Warga Pandeglang Keluhan Jalan Desa Rusak 30 Tahun, Andra Berjanji Segera Perbaiki

Jurnalis Berita

By Jurnalis Berita

Gubernur Banten, Andra Soni, melakukan kunjungan ke lokasi konstruksi Jalan Desa Cadasari-Kaduela di Kabupaten Pandeglang. Jalan ini akan berfungsi sebagai rute utama menuju area yang nantinya akan menjadi tempat berdirinya Sekolah Rakyat.

Inisiatif ini tergabung dalam program Bangun Jalan Desa Sejahtera (Bang Andra) yang diinisiasi oleh Dinas PUPR Provinsi Banten. Selain sebagai akses ke Sekolah Rakyat, kawasan ini juga dilengkapi dengan berbagai fasilitas penting seperti pesantren, fasilitas kesehatan, pasar, dan jalan menuju Kampus Untirta Fakultas Pertanian.

Selain Gubernur Andra Soni, kunjungan tersebut juga dihadiri oleh Bupati Pandeglang, Raden Dewi Setiani, Kepala Dinas PUPR Arlan Marzan, serta beberapa anggota DPRD Banten dan Pandeglang.

Kunjungan ini dilaksanakan di Kampung Waas, Kecamatan Cadasari, Kabupaten Pandeglang, pada Jumat (24/10/2025). Dalam kesempatan itu, Andra Soni berinteraksi langsung dengan warga setempat.

Warga lokal, seperti Susi (36), mengungkapkan bahwa jalan tersebut telah rusak sejak lebih dari tiga dekade. Kondisi jalan yang licin dan berlubang kerap menyebabkan kecelakaan, terutama melibatkan anak sekolah.

Andra Soni menggarisbawahi bahwa proyek pembangunan jalan desa ini merupakan langkah nyata pemerintah dalam meningkatkan pelayanan masyarakat. “Jalan ini sangat penting karena menghubungkan dua desa dan dua kabupaten, serta menjadi akses menuju layanan pendidikan dan ekonomi,” katanya.

Arlan Marzan, Kepala Dinas PUPR Provinsi Banten, menjelaskan bahwa proyek ini meliputi pembangunan jalan sepanjang 1,7 kilometer dengan lebar 5 meter, menggunakan konstruksi beton untuk meningkatkan ketahanan terhadap curah hujan tinggi. Proyek ini ditargetkan selesai pada bulan Desember 2025, meskipun selama dua bulan berikutnya arus lalu lintas mungkin mengalami gangguan.

Arlan juga menambahkan bahwa perbaikan jalan ini merupakan bagian dari akses menuju Sekolah Rakyat. Kabupaten Pandeglang telah mengajukan lahan di wilayah tersebut untuk menjadi lokasi pembangunan sekolah tersebut. “Jika Sekolah Rakyat di sini sudah selesai, maka yang di Tangerang Selatan akan dipindahkan ke sini,” katanya.
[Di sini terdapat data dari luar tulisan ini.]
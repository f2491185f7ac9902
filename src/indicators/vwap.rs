// =============================================================================
// Volume-Weighted Average Price (VWAP)
// =============================================================================
//
// Accumulates cumulative price*volume and volume. With daily reset enabled
// the accumulators clear when the UTC date of the trade's source timestamp
// rolls over. Emits from the first matching trade — there is no warm-up.
// When no volume has accumulated the VWAP falls back to the current price.
//
// Signal: Buy when price runs more than 1.5% above the VWAP, Sell when more
// than 1.5% below.

use chrono::{NaiveDate, TimeZone, Utc};

use crate::indicators::sma::BAND_SIGNAL_STRENGTH;
use crate::indicators::{Indicator, IndicatorState};
use crate::signals::Signal;
use crate::types::{Symbol, TradeRecord};

pub struct VwapIndicator {
    id: String,
    name: String,
    symbol: Symbol,
    reset_daily: bool,
    cumulative_pv: f64,
    cumulative_volume: f64,
    last_date: Option<NaiveDate>,
}

impl VwapIndicator {
    pub fn new(symbol: Symbol, reset_daily: bool) -> Self {
        Self {
            id: format!("vwap-{symbol}"),
            name: "VWAP".to_string(),
            symbol,
            reset_daily,
            cumulative_pv: 0.0,
            cumulative_volume: 0.0,
            last_date: None,
        }
    }

    fn trade_date(timestamp_ms: i64) -> Option<NaiveDate> {
        Utc.timestamp_millis_opt(timestamp_ms)
            .single()
            .map(|dt| dt.date_naive())
    }
}

impl Indicator for VwapIndicator {
    fn id(&self) -> &str {
        &self.id
    }

    fn name(&self) -> &str {
        &self.name
    }

    fn symbol(&self) -> &Symbol {
        &self.symbol
    }

    fn update(&mut self, trade: &TradeRecord) -> Option<IndicatorState> {
        if trade.symbol != self.symbol {
            return None;
        }

        if self.reset_daily {
            let date = Self::trade_date(trade.source_timestamp);
            if self.last_date.is_some() && self.last_date != date {
                self.cumulative_pv = 0.0;
                self.cumulative_volume = 0.0;
            }
            self.last_date = date;
        }

        self.cumulative_pv += trade.price * trade.volume;
        self.cumulative_volume += trade.volume;

        let vwap = if self.cumulative_volume > 0.0 {
            self.cumulative_pv / self.cumulative_volume
        } else {
            trade.price
        };

        let mut state = IndicatorState::new(
            &self.id,
            &self.name,
            self.symbol.clone(),
            trade,
            vwap,
        );
        state.insert_num("cumulative_volume", self.cumulative_volume);
        Some(state)
    }

    fn signal(&self, state: &IndicatorState) -> Signal {
        let price = state.observed_price();
        let vwap = state.value;

        if price > vwap * 1.015 {
            Signal::buy(
                BAND_SIGNAL_STRENGTH,
                state.last_update,
                format!("price {price:.2} above VWAP {vwap:.2} by >1.5%"),
            )
        } else if price < vwap * 0.985 {
            Signal::sell(
                BAND_SIGNAL_STRENGTH,
                state.last_update,
                format!("price {price:.2} below VWAP {vwap:.2} by >1.5%"),
            )
        } else {
            Signal::hold(state.last_update)
        }
    }
}
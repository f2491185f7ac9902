// =============================================================================
// Indicator plugin framework
// =============================================================================
//
// Each indicator is a lazy stateful stream transformer: it owns a private
// accumulator (price ring, gain/loss averages, cumulative PV, ...) and maps
// trades for its configured symbol to at most one public `IndicatorState`
// snapshot per trade. During warm-up (fewer than `period` observations) it
// emits nothing; once ready it emits at least one state per matching trade.
//
// `signal` maps a state to Buy/Sell/Hold with a strength in [0, 1] and a
// human-readable reason; `check_trigger` evaluates a condition against the
// state's current observation.

pub mod bollinger;
pub mod ema;
pub mod rsi;
pub mod sma;
pub mod volatility;
pub mod vwap;

use std::collections::HashMap;

use futures_util::{Stream, StreamExt};
use serde::Serialize;
use tokio::sync::mpsc;
use tracing::debug;

use crate::signals::{Signal, TriggerCondition};
use crate::types::{Symbol, TradeRecord};

pub use bollinger::BollingerIndicator;
pub use ema::EmaIndicator;
pub use rsi::RsiIndicator;
pub use sma::SmaIndicator;
pub use volatility::{VolatilityIndicator, VolatilityMethod};
pub use vwap::VwapIndicator;

// =============================================================================
// IndicatorState
// =============================================================================

/// Public snapshot emitted downstream; the indicator's private accumulator
/// never escapes.
#[derive(Debug, Clone, PartialEq, Serialize)]
pub struct IndicatorState {
    pub id: String,
    pub name: String,
    pub symbol: Symbol,
    /// Source timestamp of the trade that produced this state, epoch ms.
    pub last_update: i64,
    /// The indicator's primary value (SMA level, RSI, VWAP, ...).
    pub value: f64,
    pub metadata: HashMap<String, serde_json::Value>,
}

impl IndicatorState {
    /// Base state carrying the observed trade's price and volume, which the
    /// default trigger evaluation reads.
    pub fn new(
        id: &str,
        name: &str,
        symbol: Symbol,
        trade: &TradeRecord,
        value: f64,
    ) -> Self {
        let mut state = Self {
            id: id.to_string(),
            name: name.to_string(),
            symbol,
            last_update: trade.source_timestamp,
            value,
            metadata: HashMap::new(),
        };
        state.insert_num("price", trade.price);
        state.insert_num("volume", trade.volume);
        state
    }

    pub fn insert_num(&mut self, key: &str, value: f64) {
        self.metadata
            .insert(key.to_string(), serde_json::json!(value));
    }

    pub fn insert_flag(&mut self, key: &str, value: bool) {
        self.metadata
            .insert(key.to_string(), serde_json::json!(value));
    }

    pub fn get_num(&self, key: &str) -> Option<f64> {
        self.metadata.get(key).and_then(serde_json::Value::as_f64)
    }

    /// Price of the trade that produced this state.
    pub fn observed_price(&self) -> f64 {
        self.get_num("price").unwrap_or_default()
    }

    /// Volume of the trade that produced this state.
    pub fn observed_volume(&self) -> f64 {
        self.get_num("volume").unwrap_or_default()
    }
}

// =============================================================================
// Indicator trait
// =============================================================================

pub trait Indicator: Send {
    fn id(&self) -> &str;

    fn name(&self) -> &str;

    /// The symbol this indicator is configured for; trades for other symbols
    /// are skipped.
    fn symbol(&self) -> &Symbol;

    /// Fold one trade into the private accumulator. Returns `None` for
    /// foreign symbols and during warm-up.
    fn update(&mut self, trade: &TradeRecord) -> Option<IndicatorState>;

    /// Map an emitted state to a directional signal.
    fn signal(&self, state: &IndicatorState) -> Signal;

    /// Evaluate a trigger condition against the state's observation.
    ///
    /// `CrossOver` needs two moving-average periods and is false unless the
    /// indicator overrides it.
    fn check_trigger(&self, state: &IndicatorState, condition: &TriggerCondition) -> bool {
        match condition {
            TriggerCondition::PriceAbove { threshold } => state.observed_price() > *threshold,
            TriggerCondition::PriceBelow { threshold } => state.observed_price() < *threshold,
            TriggerCondition::VolumeAbove { threshold } => state.observed_volume() > *threshold,
            TriggerCondition::VolatilityAbove { threshold } => state
                .get_num("volatility")
                .is_some_and(|v| v > *threshold),
            TriggerCondition::CrossOver { .. } => false,
        }
    }
}

// =============================================================================
// Stream drivers
// =============================================================================

/// Drive an indicator over a trade stream: the lazy stateful scan producing
/// one state per matching, warmed-up trade.
pub fn process(
    mut indicator: Box<dyn Indicator>,
    trades: impl Stream<Item = TradeRecord>,
) -> impl Stream<Item = IndicatorState> {
    trades.filter_map(move |trade| futures_util::future::ready(indicator.update(&trade)))
}

/// Consumer-task body: fold the trade stream through the indicator and send
/// the signal for every emitted state. Returns when the trade stream ends or
/// the signal channel is closed.
pub async fn run_indicator(
    mut indicator: Box<dyn Indicator>,
    trades: impl Stream<Item = TradeRecord>,
    signals: mpsc::Sender<(Symbol, Signal)>,
) {
    futures_util::pin_mut!(trades);
    while let Some(trade) = trades.next().await {
        if let Some(state) = indicator.update(&trade) {
            let signal = indicator.signal(&state);
            if signals.send((state.symbol, signal)).await.is_err() {
                break;
            }
        }
    }
    debug!(indicator = indicator.id(), "indicator stream ended");
}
Saat ini, data terkini menunjukkan bahwa proyek infrastruktur seperti ini memiliki dampak signifikan terhadap peningkatan aktivitas ekonomi dan aksesibilitas edukasi di daerah terpencil. Studi kasus menunjukkan bahwa daerah dengan akses jalan yang baik mengalami peningkatan sebesar 30% dalam partisipasi anak-anak di sekolah. Selain itu, pembangunan jalan ini juga berpotensi mengurangi kecelakaan jalan hingga 40% dibandingkan kondisi sebelum renovasi.

Pembangunan infrastruktur seperti ini bukan hanya memudahkan transportasi, tetapi juga mengukuhkan konektivitas antara wilayah, mendorong pertumbuhan ekonomi lokal, dan memastikan akses pendidikan yang lebih merata. Ini menunjukkan komitmen pemerintah dalam membangun masyarakat yang lebih inklusif dan berkelanjutan.

Memang, setiap proyek infrastruktur yang sukses tidak hanya mengubah fisik wilayah, tetapi juga melibatkan transformasi sosial dan ekonomi yang mendalam. Di era digital ini, aksesibilitas bukan hanya tentang jalan, tetapi juga tentang koneksi. Kembangkan visi Anda untuk meraih masa depan yang lebih baik, sama seperti proyek ini yang memperbaiki jalan, Anda juga harus tetap bergerak maju, tetap fokus pada tujuan, dan selalu berinovasi untuk mencapai kemajuan yang lebih besar.